Preparing the my_classifier.pkl, my_dataset.pkl and my_feature_list.pkl and testing a Decision Tree Classifier to tester.py to gauge its performance.

In [157]:
# Preparing the my_classifier.pkl, my_dataset.pkl and my_feature_list.pkl

features_list = ['poi', 'bonus', 'total_stock_value', 'exercised_stock_options',
       'shared_receipt_with_poi'] 
my_dataset = pickle.load(open("final_project_dataset.pkl", "rb"))
clf = DecisionTreeClassifier(random_state=42)


CLF_PICKLE_FILENAME = "my_classifier.pkl"
DATASET_PICKLE_FILENAME = "my_dataset.pkl"
FEATURE_LIST_FILENAME = "my_feature_list.pkl"

def dump_classifier_and_data(clf, dataset, feature_list):
    with open(CLF_PICKLE_FILENAME, 'wb') as clf_outfile:
        pickle.dump(clf, clf_outfile)
    with open(DATASET_PICKLE_FILENAME, 'wb') as dataset_outfile:
        pickle.dump(dataset, dataset_outfile)
    with open(FEATURE_LIST_FILENAME, 'wb') as featurelist_outfile:
        pickle.dump(feature_list, featurelist_outfile)

dump_classifier_and_data(clf, my_dataset, features_list)
In [158]:
%run tester.py
DecisionTreeClassifier(class_weight=None, criterion='gini', max_depth=None,
            max_features=None, max_leaf_nodes=None,
            min_impurity_decrease=0.0, min_impurity_split=None,
            min_samples_leaf=1, min_samples_split=2,
            min_weight_fraction_leaf=0.0, presort=False, random_state=42,
            splitter='best')
	Accuracy: 0.81193	Precision: 0.35021	Recall: 0.37000	F1: 0.35983	F2: 0.36587
	Total predictions: 14000	True positives:  740	False positives: 1373	False negatives: 1260	True negatives: 10627

I will not continue to continue the experimentation with the various ML models due to the fact that I did this above. Experimentation is a continuous procedure in order to find the best features and the classifiers that fits well in this dataset.

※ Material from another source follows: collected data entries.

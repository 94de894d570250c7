//! The kind-to-route assignment rule.
//!
//! `assign_route` is the single place where a resource kind turns into a
//! concrete route: which waypoints, which operating mode, which speed range.
//! The mapping is an explicit `match` over [`ResourceKind`] — route choice is
//! data on the descriptor, never inferred from id strings.

use fleet_core::{GeoPoint, OperatingMode, ResourceKind, ResourceRng};

use crate::routes::PATROL_ROUTES;
use crate::sites::{DEPOT, PROJECT_AREAS, QUARRY_NORTH, QUARRY_SOUTH};

// ── Per-kind speed ranges (km/h) ──────────────────────────────────────────────

pub const PLOW_SPEED_KMH: (f64, f64) = (30.0, 50.0);
pub const HAUL_SPEED_KMH: (f64, f64) = (40.0, 70.0);
pub const LOADER_SPEED_KMH: (f64, f64) = (5.0, 15.0);
pub const EXCAVATOR_SPEED_KMH: (f64, f64) = (2.0, 7.0);

// ── Work-loop jitter radii (degrees) ──────────────────────────────────────────

/// Loader pit loops span roughly ±90 m around the quarry center.
pub const LOADER_LOOP_JITTER_DEG: f64 = 0.0008;

/// Excavator loops are tighter, roughly ±45 m around the dig face.
pub const EXCAVATOR_LOOP_JITTER_DEG: f64 = 0.0004;

// ── RoutePlan ─────────────────────────────────────────────────────────────────

/// The seed data for one resource's kinematic state: a closed waypoint loop,
/// the fixed operating mode, and the speed range the initial speed is drawn
/// from.
#[derive(Clone, Debug, PartialEq)]
pub struct RoutePlan {
    /// Closed loop, never empty (worst case: a single point at the depot).
    pub waypoints: Vec<GeoPoint>,

    /// Operating mode, fixed for the lifetime of the resource.
    pub mode: OperatingMode,

    /// `(min, max)` km/h.  `(0, 0)` for idle resources.
    pub speed_range_kmh: (f64, f64),
}

// ── assign_route ──────────────────────────────────────────────────────────────

/// Build the route plan for one resource.
///
/// `unit_index` is the resource's ordinal among its kind; `kind_count` is how
/// many resources of that kind the fleet has (the loader rule splits the
/// loader population into a north half and a south half).  Topology is
/// deterministic given `(kind, unit_index, kind_count)`; `rng` only feeds the
/// jitter offsets of work-site loops.
pub fn assign_route(
    kind:       ResourceKind,
    unit_index: u32,
    kind_count: u32,
    rng:        &mut ResourceRng,
) -> RoutePlan {
    match kind {
        // Plows cycle the fixed patrol routes.
        ResourceKind::Plow => RoutePlan {
            waypoints:       PATROL_ROUTES[unit_index as usize % PATROL_ROUTES.len()].to_vec(),
            mode:            OperatingMode::Moving,
            speed_range_kmh: PLOW_SPEED_KMH,
        },

        // Haulers run depot → quarry → project area → depot.  Even units
        // serve the north quarry, odd units the south one.
        ResourceKind::Haul => {
            let quarry = if unit_index % 2 == 0 { QUARRY_NORTH } else { QUARRY_SOUTH };
            let area = PROJECT_AREAS[unit_index as usize % PROJECT_AREAS.len()];
            RoutePlan {
                waypoints:       vec![DEPOT, quarry, area, DEPOT],
                mode:            OperatingMode::Moving,
                speed_range_kmh: HAUL_SPEED_KMH,
            }
        }

        // Loaders work a small 3-point loop inside a quarry: the first half
        // of the loader fleet at the north quarry, the rest at the south one.
        ResourceKind::Loader => {
            let quarry = if unit_index * 2 < kind_count { QUARRY_NORTH } else { QUARRY_SOUTH };
            RoutePlan {
                waypoints:       jitter_loop(quarry, 3, LOADER_LOOP_JITTER_DEG, rng),
                mode:            OperatingMode::Working,
                speed_range_kmh: LOADER_SPEED_KMH,
            }
        }

        // Excavators shuttle a 2-point loop at their project area.
        ResourceKind::Excavator => {
            let area = PROJECT_AREAS[unit_index as usize % PROJECT_AREAS.len()];
            RoutePlan {
                waypoints:       jitter_loop(area, 2, EXCAVATOR_LOOP_JITTER_DEG, rng),
                mode:            OperatingMode::Working,
                speed_range_kmh: EXCAVATOR_SPEED_KMH,
            }
        }

        // Everything else parks at the depot.
        ResourceKind::Utility => RoutePlan {
            waypoints:       vec![DEPOT],
            mode:            OperatingMode::Idle,
            speed_range_kmh: (0.0, 0.0),
        },
    }
}

/// A closed loop of `points` randomly offset waypoints around `center`.
fn jitter_loop(
    center:     GeoPoint,
    points:     usize,
    jitter_deg: f64,
    rng:        &mut ResourceRng,
) -> Vec<GeoPoint> {
    (0..points)
        .map(|_| {
            GeoPoint::new(
                center.lat + rng.gen_range(-jitter_deg..=jitter_deg),
                center.lon + rng.gen_range(-jitter_deg..=jitter_deg),
            )
        })
        .collect()
}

Executing poi_id.py and tester.py

In [182]:
%run poi_id.py
In [183]:
%run tester.py
DecisionTreeClassifier(class_weight=None, criterion='gini', max_depth=None,
            max_features=None, max_leaf_nodes=None,
            min_impurity_decrease=0.0, min_impurity_split=None,
            min_samples_leaf=1, min_samples_split=2,
            min_weight_fraction_leaf=0.0, presort=False, random_state=42,
            splitter='best')
	Accuracy: 0.80585	Precision: 0.38489	Recall: 0.43800	F1: 0.40973	F2: 0.42624
	Total predictions: 13000	True positives:  876	False positives: 1400	False negatives: 1124	True negatives: 9600

As mentioned above these executions is just for the project's submission only and the discussion of the models' performance was discussed above and talked about the feature engineering and feature selection as well as the hyperparameter tuning.